TEMPO Interaktif, Jakarta - Suparta, warga Rawagede, Karawang, Jawa Barat, yang juga keluarga korban kasus pembantaian Rawagede mempertanyakan dana bantuan hibah dari Pemerintah Belanda sebesar Rp 8,6 miliar yang saat ini sudah di tangan pemerintah. Menurut dia, dana tahap pertama sejumlah Rp 1,6 miliar (tepatnya Rp 1.646.000.000) saat ini seharusnya sudah dipegang Kementerian Dalam Negeri.
Suparta menceritakan awal mula dana tersebut. Menurutnya dana itu diberikan Pemerintah Belanda atas proposal program yang diajukan warga yang terdiri dari ahli waris, tokoh masyarakat melalui Yayasan Sampurna Raga, Rawagede, yang diajukan Oktober 2009 lalu. Program yang dicantumkan di antaranya untuk pembangunan sekolah menengah, pasar rakyat, puskesmas, dan sejumlah pembebasan lahan tanah.

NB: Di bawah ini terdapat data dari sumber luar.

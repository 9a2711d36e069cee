use anyhow::anyhow;
use rentwise_auth::TokenKeys;
use rentwise_core::{AppError, hash_password, verify_password};
use rentwise_db::{StoreError, UserStore};
use rentwise_models::{LoginRequest, NewUser, RegisterRequest, User};
use tracing::{info, instrument};

pub const INVALID_CREDENTIALS: &str = "Invalid credentials";
pub const USER_EXISTS: &str = "User already exists";

pub struct AuthService;

impl AuthService {
    /// Creates the account and signs its first token.
    #[instrument(skip(users, tokens, dto), fields(email = %dto.email))]
    pub async fn register(
        users: &dyn UserStore,
        tokens: &TokenKeys,
        dto: RegisterRequest,
    ) -> Result<(User, String), AppError> {
        let role = dto.role.unwrap_or_default();
        if !role.is_self_assignable() {
            return Err(AppError::forbidden(anyhow!(
                "Role '{}' cannot be self-assigned",
                role
            )));
        }

        if users.find_credentials_by_email(&dto.email).await?.is_some() {
            return Err(AppError::bad_request(anyhow!(USER_EXISTS)));
        }

        let password_hash = hash_password(&dto.password)?;
        let user = users
            .create_user(NewUser {
                name: dto.name,
                email: dto.email,
                password_hash,
                role,
            })
            .await
            .map_err(|err| match err {
                StoreError::Conflict(_) => AppError::bad_request(anyhow!(USER_EXISTS)),
                other => other.into(),
            })?;

        let token = tokens.issue(&user.id.to_string(), &user.email, user.role)?;
        info!(user_id = %user.id, role = %user.role, "User registered");

        Ok((user, token))
    }

    /// Checks the password and signs a fresh token.
    ///
    /// Unknown email and wrong password produce the same error.
    #[instrument(skip(users, tokens, dto), fields(email = %dto.email))]
    pub async fn login(
        users: &dyn UserStore,
        tokens: &TokenKeys,
        dto: LoginRequest,
    ) -> Result<(User, String), AppError> {
        let credentials = users
            .find_credentials_by_email(&dto.email)
            .await?
            .ok_or_else(|| AppError::unauthorized(anyhow!(INVALID_CREDENTIALS)))?;

        if !verify_password(&dto.password, &credentials.password_hash)? {
            return Err(AppError::unauthorized(anyhow!(INVALID_CREDENTIALS)));
        }

        let user = credentials.user;
        let token = tokens.issue(&user.id.to_string(), &user.email, user.role)?;

        Ok((user, token))
    }
}
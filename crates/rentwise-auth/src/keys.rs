//! HMAC keys for signing and verifying credentials.
//!
//! Keys are derived once from [`JwtConfig`] at startup and shared read-only
//! (behind an `Arc`) by every request; verification is a pure function of
//! the token, the keys and the current time.

use std::fmt;

use anyhow::anyhow;
use chrono::Utc;
use jsonwebtoken::{Algorithm, DecodingKey, EncodingKey, Header, Validation, decode, encode};
use rentwise_config::JwtConfig;
use rentwise_core::AppError;
use tracing::debug;

use crate::claims::Claims;
use crate::error::AuthError;
use crate::role::Role;

#[derive(Clone)]
pub struct TokenKeys {
    encoding: EncodingKey,
    decoding: DecodingKey,
    validation: Validation,
    token_expiry: i64,
}

impl fmt::Debug for TokenKeys {
    fn fmt(&self, f: &mut fmt::Formatter<'_>) -> fmt::Result {
        f.debug_struct("TokenKeys")
            .field("token_expiry", &self.token_expiry)
            .finish_non_exhaustive()
    }
}

impl TokenKeys {
    pub fn new(config: &JwtConfig) -> Self {
        let mut validation = Validation::new(Algorithm::HS256);
        // Expiry is exact: a credential is dead the second `exp` passes.
        validation.leeway = 0;

        Self {
            encoding: EncodingKey::from_secret(config.secret.as_bytes()),
            decoding: DecodingKey::from_secret(config.secret.as_bytes()),
            validation,
            token_expiry: config.token_expiry,
        }
    }

    /// Lifetime of issued credentials, in seconds.
    pub fn token_expiry(&self) -> i64 {
        self.token_expiry
    }

    /// Mints a credential for `user_id` valid from now for the configured lifetime.
    pub fn issue(&self, user_id: &str, email: &str, role: Role) -> Result<String, AppError> {
        let now = Utc::now().timestamp() as usize;
        let claims = Claims {
            user_id: user_id.to_string(),
            email: email.to_string(),
            role,
            iat: now,
            exp: now + self.token_expiry as usize,
        };

        self.sign(&claims)
    }

    /// Signs an arbitrary payload. Callers normally want [`TokenKeys::issue`].
    pub fn sign(&self, claims: &Claims) -> Result<String, AppError> {
        encode(&Header::new(Algorithm::HS256), claims, &self.encoding)
            .map_err(|e| AppError::internal(anyhow!("Failed to create token: {}", e)))
    }

    /// Checks signature and expiry and decodes the payload.
    pub fn verify(&self, token: &str) -> Result<Claims, AuthError> {
        decode::<Claims>(token, &self.decoding, &self.validation)
            .map(|data| data.claims)
            .map_err(|e| {
                debug!(reason = %e, "Credential rejected");
                AuthError::InvalidCredential
            })
    }
}

#[cfg(test)]
mod tests {
    use super::*;

    fn test_keys() -> TokenKeys {
        TokenKeys::new(&JwtConfig::new("test-secret-key-at-least-32-characters-long"))
    }

    fn now() -> usize {
        Utc::now().timestamp() as usize
    }

    #[test]
    fn test_issue_and_verify() {
        let keys = test_keys();
        let token = keys.issue("user-1", "renter@example.com", Role::Renter).unwrap();

        let claims = keys.verify(&token).unwrap();
        assert_eq!(claims.user_id, "user-1");
        assert_eq!(claims.email, "renter@example.com");
        assert_eq!(claims.role, Role::Renter);
        assert_eq!(claims.exp - claims.iat, 604_800);
    }

    #[test]
    fn test_wrong_secret_rejected() {
        let token = test_keys()
            .issue("user-1", "renter@example.com", Role::Renter)
            .unwrap();

        let other = TokenKeys::new(&JwtConfig::new("a-completely-different-secret-value"));
        assert_eq!(other.verify(&token), Err(AuthError::InvalidCredential));
    }

    #[test]
    fn test_expired_token_rejected() {
        let keys = test_keys();
        let claims = Claims {
            user_id: "user-1".to_string(),
            email: "renter@example.com".to_string(),
            role: Role::Renter,
            iat: now() - 7200,
            exp: now() - 5,
        };
        let token = keys.sign(&claims).unwrap();

        assert_eq!(keys.verify(&token), Err(AuthError::InvalidCredential));
    }

    #[test]
    fn test_tampered_payload_rejected() {
        let keys = test_keys();
        let token = keys.issue("user-1", "renter@example.com", Role::Renter).unwrap();

        let mut parts: Vec<String> = token.split('.').map(str::to_string).collect();
        let forged = keys.issue("user-1", "renter@example.com", Role::Admin).unwrap();
        parts[1] = forged.split('.').nth(1).unwrap().to_string();
        let tampered = parts.join(".");

        assert_eq!(keys.verify(&tampered), Err(AuthError::InvalidCredential));
    }

    #[test]
    fn test_garbage_rejected() {
        let keys = test_keys();
        assert_eq!(keys.verify("not.a.token"), Err(AuthError::InvalidCredential));
        assert_eq!(keys.verify(""), Err(AuthError::InvalidCredential));
    }

    #[test]
    fn test_verification_is_repeatable() {
        let keys = test_keys();
        let token = keys.issue("user-9", "owner@example.com", Role::Owner).unwrap();
        assert_eq!(keys.verify(&token).unwrap(), keys.verify(&token).unwrap());
    }

    #[test]
    fn test_custom_expiry_is_applied() {
        let mut config = JwtConfig::new("test-secret-key-at-least-32-characters-long");
        config.token_expiry = 60;
        let keys = TokenKeys::new(&config);

        let token = keys.issue("u", "u@example.com", Role::Broker).unwrap();
        let claims = keys.verify(&token).unwrap();
        assert_eq!(claims.exp - claims.iat, 60);
        assert_eq!(keys.token_expiry(), 60);
    }
}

Rupanya Pemerintah Belanda menindaklanjutinya dengan memberikan draf nota kesepahaman (Memorandum of Understanding/MoU) dengan Pemerintah Daerah Karawang untuk memberikan dana bantuan sebesar Rp 8,6 miliar. Sayangnya sang Bupati yang saat itu dijabat Dadang S. Muchtar enggan menandatanganinya dengan alasan yang tak jelas. Lalu kemudian MoU tersebut diambil alih oleh Kementerian Dalam Negeri.
"Akhirnya ditandatangani Sekjen Kementerian Dalam Negeri Ibu Diah Anggraini atas nama Menteri Dalam Negeri tanggal 2 Desember 2010 lalu," kata dia dalam diskusi "Belajar dari Kasus Rawagede" di Kantor Kontras, Jakarta, Kamis 22 September 2011.
Suparta yang juga Pembina Yayasan Sampurna Raga hingga saat ini belum pernah mendapat informasi terbaru dari Kementerian Dalam Negeri. Menurut kabar yang ia dengar, Kementerian Dalam Negeri masih menunda pencairan dana tersebut karena menilai dana untuk pembangunan sekolah tak mencukupi dan memerlukan dana lain untuk perlengkapannya. Namun, menurut Suparta, hal tersebut tidak menjadi masalah lagi karena Bupati sekarang sudah menyatakan bersedia menalangi dana yang kurang untuk pembangunan proyek sekolah itu.
"Bupati sudah menyatakan siap memfasilitasi segala kekurangannya, termasuk apa yang diminta Kementerian Dalam Negeri terkait kelengkapan sekolah. Menurut kami di tingkat daerah tidak masalah. Kenapa tidak juga direalisasikan?" ujarnya.
Menurut Suparta, di dalam MoU proyek tersebut berjalan dari 1 November 2010 hingga 31 Desember 2011. Sistem pelaporannya, Menteri Dalam Negeri menyerahkan laporan akhirnya tanggal 30 April 2012. "Untuk laporan tahap pertama tercatat tanggal 30 April 2011," ujarnya.
Ia berharap pemerintah khususnya Kementerian segera mengucurkan dana tersebut, sehingga program pembangunan di daerahnya bisa segera terlaksana. "Karena ini (tidak jelas) saya dianggap seolah-olah menggelapkan uang dari Belanda," kata dia tak rela.